Una nota diffusa da Faib (Confesercenti), Fegica (Cisl), Figisc/Anisa (Confcommercio) e riportata dall’Ansa, ha annunciato la possibile chiusura degli impianti di rifornimento di benzina in seguito ai disagi patiti ed alle conseguenza dovute all’emergenza del coronavirus. Oltre alla conseguente riduzione degli spostamenti.

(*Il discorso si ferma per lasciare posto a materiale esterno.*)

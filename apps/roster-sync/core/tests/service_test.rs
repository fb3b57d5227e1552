//! Integration tests for the sync API surface and the runners

use roster_sync_core::{
    run_sync, EngineDeps, MemoryIdp, MemoryJobStore, MemoryLms, SyncConfig, SyncContext,
    SyncRuntime, SyncSelection, SyncService,
};
use std::sync::Arc;
use sync_common::{IdpUser, JobStatus, JobStore, SyncDirection, SyncError};

fn idp_user(id: &str, username: &str) -> IdpUser {
    IdpUser {
        id: id.to_string(),
        username: username.to_string(),
        email: Some(format!("{}@example.org", username)),
        enabled: true,
        first_name: Some(username.to_string()),
        last_name: Some("X".to_string()),
        attributes: Default::default(),
    }
}

fn runtime() -> (SyncRuntime, Arc<MemoryJobStore>) {
    let idp = Arc::new(MemoryIdp::new().with_users(vec![idp_user("u1", "alice")]));
    let lms = Arc::new(MemoryLms::new());
    let job_store = Arc::new(MemoryJobStore::new());
    let runtime = SyncRuntime {
        config: SyncConfig::default(),
        deps: EngineDeps {
            idp,
            users: lms.clone(),
            courses: lms.clone(),
            categories: lms.clone(),
            enrolments: lms,
        },
        job_store: job_store.clone(),
    };
    (runtime, job_store)
}

// ============================================================================
// Start conflict guards (property 8)
// ============================================================================

#[tokio::test]
async fn second_start_conflicts_while_first_is_live() {
    let (_, job_store) = runtime();
    let service = SyncService::new(job_store);

    let receipt = service.start(1, SyncDirection::IdpToLms).await.unwrap();
    assert!(receipt.ok);

    // Any actor conflicts while a non-terminal job exists
    assert!(matches!(
        service.start(2, SyncDirection::IdpToLms).await,
        Err(SyncError::Conflict(_))
    ));
}

#[tokio::test]
async fn immediate_restart_by_same_actor_is_a_double_click() {
    let (_, job_store) = runtime();
    let service = SyncService::new(job_store.clone());

    let receipt = service.start(1, SyncDirection::IdpToLms).await.unwrap();

    // Finish the job so the global guard no longer applies
    let mut job = job_store.get(&receipt.sync_id).await.unwrap().unwrap();
    job.transition(JobStatus::Processing);
    job.transition(JobStatus::Completed);
    job_store.update(&job).await.unwrap();

    // Same actor within the guard window: rejected
    assert!(matches!(
        service.start(1, SyncDirection::IdpToLms).await,
        Err(SyncError::Conflict(_))
    ));

    // A different actor is fine
    assert!(service.start(2, SyncDirection::IdpToLms).await.is_ok());
}

// ============================================================================
// Status, cancel, ongoing
// ============================================================================

#[tokio::test]
async fn cancel_flips_live_jobs_only() {
    let (_, job_store) = runtime();
    let service = SyncService::new(job_store);

    let receipt = service.start(1, SyncDirection::IdpToLms).await.unwrap();

    assert!(service.cancel(1, &receipt.sync_id).await.unwrap());
    let job = service.status(1, &receipt.sync_id).await.unwrap();
    assert_eq!(job.status, JobStatus::Cancelled);

    // Second cancel is a no-op
    assert!(!service.cancel(1, &receipt.sync_id).await.unwrap());
}

#[tokio::test]
async fn ongoing_tracks_the_actors_live_job() {
    let (_, job_store) = runtime();
    let service = SyncService::new(job_store);

    assert!(service.ongoing(1).await.unwrap().is_none());

    let receipt = service.start(1, SyncDirection::IdpToLms).await.unwrap();
    let ongoing = service.ongoing(1).await.unwrap().unwrap();
    assert_eq!(ongoing.sync_id, receipt.sync_id);
    assert_eq!(ongoing.status, JobStatus::Pending);

    // Not visible to other actors
    assert!(service.ongoing(2).await.unwrap().is_none());

    service.cancel(1, &receipt.sync_id).await.unwrap();
    assert!(service.ongoing(1).await.unwrap().is_none());
}

#[tokio::test]
async fn unknown_sync_id_is_rejected() {
    let (_, job_store) = runtime();
    let service = SyncService::new(job_store);
    assert!(matches!(
        service.status(1, "sync-nope").await,
        Err(SyncError::Validation(_))
    ));
}

// ============================================================================
// Authorization delegation
// ============================================================================

struct DenyAll;

#[async_trait::async_trait]
impl roster_sync_core::Authorizer for DenyAll {
    async fn can_sync(&self, _actor_id: i64) -> bool {
        false
    }
}

#[tokio::test]
async fn unauthorized_actor_is_refused() {
    let (_, job_store) = runtime();
    let service = SyncService::new(job_store).with_authorizer(Arc::new(DenyAll));
    assert!(matches!(
        service.start(1, SyncDirection::IdpToLms).await,
        Err(SyncError::Auth(_))
    ));
}

// ============================================================================
// Runner lifecycle
// ============================================================================

#[tokio::test]
async fn run_sync_drives_job_to_completion() {
    let (runtime, job_store) = runtime();
    let service = SyncService::new(job_store.clone());
    let receipt = service.start(1, SyncDirection::IdpToLms).await.unwrap();

    let report = run_sync(
        &runtime,
        SyncContext {
            sync_id: receipt.sync_id.clone(),
            direction: SyncDirection::IdpToLms,
            actor_id: 1,
            selection: SyncSelection::all(),
        },
    )
    .await
    .unwrap();

    assert!(!report.cancelled);
    assert_eq!(report.stats.users_created, 1);

    let job = job_store.get(&receipt.sync_id).await.unwrap().unwrap();
    assert_eq!(job.status, JobStatus::Completed);
    assert_eq!(job.progress, 100);
    assert_eq!(job.created, 1);
    assert!(job.finished_at.is_some());
    assert!(!job.log_tail.is_empty());
}

#[tokio::test]
async fn cancelled_before_start_never_runs() {
    let (runtime, job_store) = runtime();
    let service = SyncService::new(job_store.clone());
    let receipt = service.start(1, SyncDirection::IdpToLms).await.unwrap();
    service.cancel(1, &receipt.sync_id).await.unwrap();

    let report = run_sync(
        &runtime,
        SyncContext {
            sync_id: receipt.sync_id.clone(),
            direction: SyncDirection::IdpToLms,
            actor_id: 1,
            selection: SyncSelection::all(),
        },
    )
    .await
    .unwrap();

    assert!(report.cancelled);
    assert_eq!(report.stats.users_created, 0);

    let job = job_store.get(&receipt.sync_id).await.unwrap().unwrap();
    assert_eq!(job.status, JobStatus::Cancelled);
}

// ============================================================================
// Selection narrowing
// ============================================================================

#[tokio::test]
async fn selection_restricts_the_run_to_chosen_users() {
    let idp = Arc::new(
        MemoryIdp::new().with_users(vec![idp_user("u1", "alice"), idp_user("u2", "bob")]),
    );
    let lms = Arc::new(MemoryLms::new());
    let job_store = Arc::new(MemoryJobStore::new());
    let runtime = SyncRuntime {
        config: SyncConfig::default(),
        deps: EngineDeps {
            idp,
            users: lms.clone(),
            courses: lms.clone(),
            categories: lms.clone(),
            enrolments: lms.clone(),
        },
        job_store: job_store.clone(),
    };

    let service = SyncService::new(job_store);
    let receipt = service.start(1, SyncDirection::IdpToLms).await.unwrap();

    let selection = SyncSelection {
        users: Some(["alice".to_string()].into_iter().collect()),
        groups: None,
    };
    let report = run_sync(
        &runtime,
        SyncContext {
            sync_id: receipt.sync_id,
            direction: SyncDirection::IdpToLms,
            actor_id: 1,
            selection,
        },
    )
    .await
    .unwrap();

    assert_eq!(report.stats.users_created, 1);
    let snapshot = lms.snapshot();
    assert_eq!(snapshot.users.len(), 1);
    assert_eq!(snapshot.users[0].username, "alice");
}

Nella nota si legge: “Noi, da soli, non siamo più nelle condizioni di assicurare né il necessario livello di sicurezza sanitaria, né la sostenibilità economica del servizio. Di conseguenza gli impianti di rifornimento carburanti semplicemente cominceranno a chiudere”. La nota continua precisando che da mercoledì notte inizieranno a chiudere quelli della rete autostradale, compresi raccordi e tangenziali. E poi, via via, tutti gli altri anche lungo la viabilità ordinaria.
LE MOTIVAZIONI
Faib, Fegica e Figisc/Anisa hanno sottolineato:“Correremo il rischio dell’impopolarità e dei facili strali lanciati da comode poltrone. Ma davvero non abbiamo né voglia, né la forza per spiegare o convincere delle solari ragioni che ci sostengono. Chi volesse approfondire può chiedere conto a Governo, concessionari autostradali, compagnie petrolifere e retisti indipendenti, a ciascuno di essi compete fare per intero la propria parte se si vuole assicurare la distribuzione di benzina e gasolio”.
NESSUN SOSTEGNO
La nota continua affermando: “In un Paese che, malgrado i limiti strutturali e l’assoluta drammaticità della situazione, cerca e spesso trova il modo per far scattare meccanismi di solidarietà , c’è una categoria di persone, oltre 100.000 in tutta Italia, che, senza alcuna menzione, ha finora assicurato, senza alcun sostegno né di natura economica, né con attrezzatura sanitaria adeguata, il pubblico servizio essenziale di distribuzione di energia e carburanti per il trasporto di beni e persone”.
100.000 INVISIBILI
Le tre sigle che rappresentano i distributori di benzina nella nota hanno dichiarato congiuntamente: “100.000 persone hanno continuato a fare il loro lavoro (ridotto mediamente dell’85%) a rischio della propria incolumità . Mettendo in pericolo la propria salute, presidiando fisicamente il territorio. Rimanendo dove sono sempre state e dove ogni cittadino di questo Paese è abituato a trovarle ogni giorno, vale a dire in mezzo alla strada. E forse, proprio per questa ragione, queste 100.000 persone risultano essere letteralmente invisibili, presenza data per scontata, indegna persino di quella citazione che di questi tempi non si nega a nessuno. Noi non siamo certo eroi, né angeli custodi. Ma nessuno può pensare di continuare a trattarci da schiavi, né da martiri”.
IGNORATI DA TUTTI
La nota si conclude così: “Siamo persone con famiglie da proteggere, cittadini tra gli altri che sanno di dover assolvere ad una responsabilità di cui non si vogliono spogliare, a cui non può essere scaricato addosso l’intero carico che altri soggetti, con ben altri mezzi, disponibilità economiche e rendite, si ostinano ad ignorare”.